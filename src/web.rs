//! Browser bindings
//!
//! Exposes the controller to a JS presentation layer. The page owns the
//! renderer and the `requestAnimationFrame` loop; it calls `frame(dt)` once per
//! refresh and reads back positions, score and theme. The theme request itself
//! is delegated to a host function `neonflow.requestTheme(prompt)`.

use std::cell::RefCell;
use std::rc::Rc;

use wasm_bindgen::JsCast;
use wasm_bindgen::prelude::*;
use wasm_bindgen_futures::spawn_local;

use crate::app::App;
use crate::persistence::LocalStore;
use crate::theme::{ThemeError, ThemeSource, generate_theme};

#[wasm_bindgen]
extern "C" {
    /// Resolves to the JSON body, or null/undefined when no API key is set
    #[wasm_bindgen(js_namespace = neonflow, js_name = requestTheme, catch)]
    async fn request_theme(prompt: &str) -> Result<JsValue, JsValue>;
}

/// Theme source backed by the host page
struct HostThemeSource;

impl ThemeSource for HostThemeSource {
    async fn request(&self, prompt: &str) -> Result<String, ThemeError> {
        let value = request_theme(prompt)
            .await
            .map_err(|e| ThemeError::Transport(describe(&e)))?;
        if value.is_null() || value.is_undefined() {
            return Err(ThemeError::MissingCredentials);
        }
        value.as_string().ok_or(ThemeError::EmptyResponse)
    }
}

fn describe(value: &JsValue) -> String {
    value
        .as_string()
        .or_else(|| {
            value
                .dyn_ref::<js_sys::Error>()
                .map(|e| String::from(e.message()))
        })
        .unwrap_or_else(|| format!("{value:?}"))
}

#[wasm_bindgen(start)]
pub fn init() {
    console_error_panic_hook::set_once();
    if console_log::init_with_level(log::Level::Info).is_err() {
        web_sys::console::warn_1(&"Logger already initialized".into());
    }
    log::info!("Neon Flow starting...");
}

/// Handle held by the page
#[wasm_bindgen]
pub struct NeonFlow {
    app: Rc<RefCell<App<LocalStore>>>,
}

impl Default for NeonFlow {
    fn default() -> Self {
        Self::new()
    }
}

#[wasm_bindgen]
impl NeonFlow {
    #[wasm_bindgen(constructor)]
    pub fn new() -> NeonFlow {
        let seed = js_sys::Date::now() as u64;
        log::info!("Game initialized with seed: {}", seed);
        NeonFlow {
            app: Rc::new(RefCell::new(App::new(LocalStore, seed))),
        }
    }

    /// Listen for lane keys on the window
    #[wasm_bindgen(js_name = bindKeyboard)]
    pub fn bind_keyboard(&self) -> Result<(), JsValue> {
        let window = web_sys::window().ok_or("No window")?;
        let app = self.app.clone();
        let closure = Closure::<dyn FnMut(_)>::new(move |event: web_sys::KeyboardEvent| {
            app.borrow_mut().handle_key(&event.key());
        });
        window.add_event_listener_with_callback("keydown", closure.as_ref().unchecked_ref())?;
        closure.forget();
        Ok(())
    }

    /// Reset and begin a run
    pub fn start(&self) {
        self.app.borrow_mut().start_run();
    }

    /// Route a key press (for pages that manage their own listeners)
    #[wasm_bindgen(js_name = keyDown)]
    pub fn key_down(&self, key: &str) -> bool {
        self.app.borrow_mut().handle_key(key)
    }

    /// Step one frame; `dt` in seconds. Returns true on the crash frame.
    pub fn frame(&self, dt: f32) -> bool {
        self.app.borrow_mut().frame(dt).crashed
    }

    /// Request a theme for `prompt`. Returns false if the prompt is blank or
    /// a request is already running.
    pub fn generate(&self, prompt: &str) -> bool {
        let Some(prompt) = self.app.borrow_mut().begin_generation(prompt) else {
            return false;
        };
        let app = self.app.clone();
        spawn_local(async move {
            let outcome = generate_theme(&HostThemeSource, &prompt).await;
            app.borrow_mut().finish_generation(outcome);
        });
        true
    }

    #[wasm_bindgen(getter)]
    pub fn phase(&self) -> String {
        self.app.borrow().phase().as_str().to_string()
    }

    #[wasm_bindgen(getter)]
    pub fn score(&self) -> f64 {
        self.app.borrow().score() as f64
    }

    #[wasm_bindgen(getter, js_name = highScore)]
    pub fn high_score(&self) -> f64 {
        self.app.borrow().high_score() as f64
    }

    #[wasm_bindgen(getter, js_name = isGenerating)]
    pub fn is_generating(&self) -> bool {
        self.app.borrow().is_generating()
    }

    #[wasm_bindgen(getter)]
    pub fn notice(&self) -> Option<String> {
        self.app.borrow().notice().map(str::to_string)
    }

    #[wasm_bindgen(getter, js_name = playerX)]
    pub fn player_x(&self) -> f32 {
        self.app.borrow().player_x()
    }

    /// Obstacle positions as flat `[x0, z0, x1, z1, ...]`
    pub fn obstacles(&self) -> Vec<f32> {
        self.app
            .borrow()
            .state()
            .run
            .obstacles
            .iter()
            .flat_map(|o| [o.x, o.z])
            .collect()
    }

    /// Active theme as JSON (same schema the service returns)
    #[wasm_bindgen(js_name = themeJson)]
    pub fn theme_json(&self) -> Result<String, JsValue> {
        serde_json::to_string(self.app.borrow().theme()).map_err(|e| JsValue::from_str(&e.to_string()))
    }

    /// Theme colors in linear RGB: background, ground, player, obstacle, fog, sun
    #[wasm_bindgen(js_name = themeColors)]
    pub fn theme_colors(&self) -> Vec<f32> {
        let app = self.app.borrow();
        let c = &app.theme().colors;
        [c.background, c.ground, c.player, c.obstacle, c.fog, c.sun]
            .iter()
            .flat_map(|color| color.to_linear().to_array())
            .collect()
    }
}
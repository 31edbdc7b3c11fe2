use axum::{extract::Request, middleware::Next, response::Response};
use std::time::Instant;

use crate::metrics::{HTTP_REQUESTS_TOTAL, HTTP_REQUEST_DURATION_SECONDS};

/// Request count and latency per method, normalised path and status.
pub async fn metrics_middleware(req: Request, next: Next) -> Response {
    let start = Instant::now();
    let method = req.method().to_string();
    let path = normalize_path(req.uri().path());

    let response = next.run(req).await;

    let status = response.status().as_u16().to_string();
    HTTP_REQUESTS_TOTAL
        .with_label_values(&[method.as_str(), path.as_str(), status.as_str()])
        .inc();
    HTTP_REQUEST_DURATION_SECONDS
        .with_label_values(&[method.as_str(), path.as_str()])
        .observe(start.elapsed().as_secs_f64());

    response
}

/// Collapses attempt ids and numeric segments to `{id}` to bound label cardinality.
pub fn normalize_path(path: &str) -> String {
    path.split('/')
        .map(|segment| {
            if is_uuid_like(segment) || is_numeric_id(segment) {
                "{id}"
            } else {
                segment
            }
        })
        .collect::<Vec<_>>()
        .join("/")
}

fn is_uuid_like(s: &str) -> bool {
    s.len() == 36
        && s.chars().filter(|c| *c == '-').count() == 4
        && s.chars().all(|c| c.is_ascii_hexdigit() || c == '-')
}

fn is_numeric_id(s: &str) -> bool {
    !s.is_empty() && s.chars().all(|c| c.is_ascii_digit())
}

▬▬▬▬▬▬▬▬▬▬

(TASK DETAILS)
Where a line above holds the string "count", copy that line.

(ANSWER TO THIS EXERCISE)
/// Request count and latency per method, normalised path and status.
        && s.chars().filter(|c| *c == '-').count() == 4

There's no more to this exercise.